• Exercise requirements: Copy each line containing "SeqCst" from the listing below.

• The records:
○ ○ ○

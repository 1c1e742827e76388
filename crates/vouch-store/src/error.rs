//! Error types for the audit log store

use thiserror::Error;
use vouch_core::{AuditTime, StorageError};

#[derive(Debug, Clone, PartialEq, Eq, Error)]
pub enum StoreError {
    /// Underlying storage failed; nothing was committed
    #[error("Storage failed: {0}")]
    Storage(#[from] StorageError),

    /// A stored value could not be decoded
    #[error("Corrupt record at {key}: {reason}")]
    Corrupt { key: String, reason: String },

    /// The requester claims a position the log has not reached
    #[error("Watermark {since} is ahead of log tail {tail}")]
    WatermarkAhead { since: AuditTime, tail: AuditTime },

    /// Service name cannot be used as a storage key segment
    #[error("Invalid stream: {reason}")]
    InvalidStream { reason: String },
}

impl StoreError {
    pub fn code(&self) -> &'static str {
        match self {
            StoreError::Storage(err) => err.code(),
            StoreError::Corrupt { .. } => "store_corrupt",
            StoreError::WatermarkAhead { .. } => "store_watermark_ahead",
            StoreError::InvalidStream { .. } => "store_invalid_stream",
        }
    }

    /// Storage failures leave the log unchanged and may be retried
    pub fn is_retryable(&self) -> bool {
        matches!(self, StoreError::Storage(_))
    }
}

pub type StoreResult<T> = std::result::Result<T, StoreError>;
//! Deterministic time for tests

use std::sync::atomic::{AtomicU64, Ordering};
use std::sync::Arc;
use std::time::Duration;
use vouch_core::TimeEffects;

/// Clock that only moves when told to; clones share the same time
#[derive(Debug, Clone, Default)]
pub struct ManualClock {
    now_ms: Arc<AtomicU64>,
}

impl ManualClock {
    pub fn at(now_ms: u64) -> Self {
        Self {
            now_ms: Arc::new(AtomicU64::new(now_ms)),
        }
    }

    pub fn advance(&self, by: Duration) {
        let by_ms = u64::try_from(by.as_millis()).unwrap_or(u64::MAX);
        let _ = self
            .now_ms
            .fetch_update(Ordering::SeqCst, Ordering::SeqCst, |now| {
                Some(now.saturating_add(by_ms))
            });
    }

    pub fn set(&self, now_ms: u64) {
        self.now_ms.store(now_ms, Ordering::SeqCst);
    }
}

impl TimeEffects for ManualClock {
    fn now_ms(&self) -> u64 {
        self.now_ms.load(Ordering::SeqCst)
    }
}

○ ○ ○

• Solution for this exercise:
            .fetch_update(Ordering::SeqCst, Ordering::SeqCst, |now| {
        self.now_ms.store(now_ms, Ordering::SeqCst);
        self.now_ms.load(Ordering::SeqCst)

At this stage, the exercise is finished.